4. the method for claim 1, is characterized in that, sets up the Kalman filter model of Doppler shift: using satellite with respect to user's radially rate variation amount as system control variable, obtain next Doppler shift predicted value constantly; Using the Doppler shift of receiver carrier wave ring module intermediate ring road wave filter output as actual measured value; Utilize Kalman filtering algorithm by the difference between Doppler shift predicted value and measured value, measure remnants, process correction, the optimum Doppler frequency estimation value after being proofreaied and correct.
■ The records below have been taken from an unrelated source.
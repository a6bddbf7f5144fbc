use regex::Regex;
use std::sync::OnceLock;

const RTL_EMBEDDING: char = '\u{202B}';
const POP_DIRECTIONAL: char = '\u{202C}';

// Strong left-to-right and right-to-left script ranges of the BMP.
const LTR_CHARS: &str = r"A-Za-z\x{00C0}-\x{00D6}\x{00D8}-\x{00F6}\x{00F8}-\x{02B8}\x{0300}-\x{0590}\x{0800}-\x{1FFF}\x{2C00}-\x{FB1C}\x{FDFE}-\x{FE6F}\x{FEFD}-\x{FFFF}";
const RTL_CHARS: &str = r"\x{0591}-\x{07FF}\x{FB1D}-\x{FDFD}\x{FE70}-\x{FEFC}";

fn rtl_dir_re() -> &'static Regex {
    static RE: OnceLock<Regex> = OnceLock::new();
    RE.get_or_init(|| {
        Regex::new(&format!("^[^{LTR_CHARS}]*[{RTL_CHARS}]")).expect("valid regex")
    })
}

/// True when the first strongly-directional character is right-to-left.
pub fn is_rtl(text: &str) -> bool {
    rtl_dir_re().is_match(text)
}

/// Wraps right-to-left text in an explicit embedding so players that
/// ignore bidi detection still order it correctly.
pub fn wrap_rtl(text: &str) -> String {
    if is_rtl(text) {
        format!("{RTL_EMBEDDING}{text}{POP_DIRECTIONAL}")
    } else {
        text.to_string()
    }
}

#[cfg(test)]
mod tests {
    use super::*;

    #[test]
    fn detects_hebrew_and_arabic() {
        assert!(is_rtl("שלום עולם"));
        assert!(is_rtl("مرحبا"));
        assert!(is_rtl("  - 123 שלום"));
        assert!(!is_rtl("Hello world"));
        assert!(!is_rtl("Hello שלום"));
        assert!(!is_rtl(""));
    }

    #[test]
    fn wraps_only_rtl() {
        assert_eq!(wrap_rtl("שלום"), "\u{202B}שלום\u{202C}");
        assert_eq!(wrap_rtl("Hello"), "Hello");
    }
}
5. the method for claim 1, is characterized in that: the optimum Doppler frequency estimation value Real-time Feedback after proofreading and correct is regulated to track loop digital controlled oscillator, make receiver grasp the up-to-date motion state of satellite.

6. based on the auxiliary carrier track device of many information fusion, it is characterized in that, described device comprises: GPS Base-Band Processing passage and process software; Wherein,

Described GPS Base-Band Processing passage, for obtaining phase measurement and the navigation message of each satellite, carrier wave ring output Doppler shift measured value wherein;

Described process software, it is input as each Satellite Phase measured value, navigation message and Doppler shift measured value, for obtaining optimum Doppler frequency estimation value, feeds back to copying of carrier wave number of rings controlled oscillator adjusting local carrier.

7. device according to claim 6, is characterized in that, described process software is divided into ephemeris processing and resolves with PVT, Doppler's prediction and three parts of Kalman filtering, and its processing procedure comprises:

According to each satellite carrier phase place and code phase measuring value and navigation message, calculate satellite and user's position and speed information; By the many information of gained, solve the relative user path of satellite to speed; By gained radially speed solve Doppler shift predicted value; Utilize Kalman filtering algorithm to proofread and correct Doppler shift measurement residual error, finally obtain Doppler shift optimal estimation value.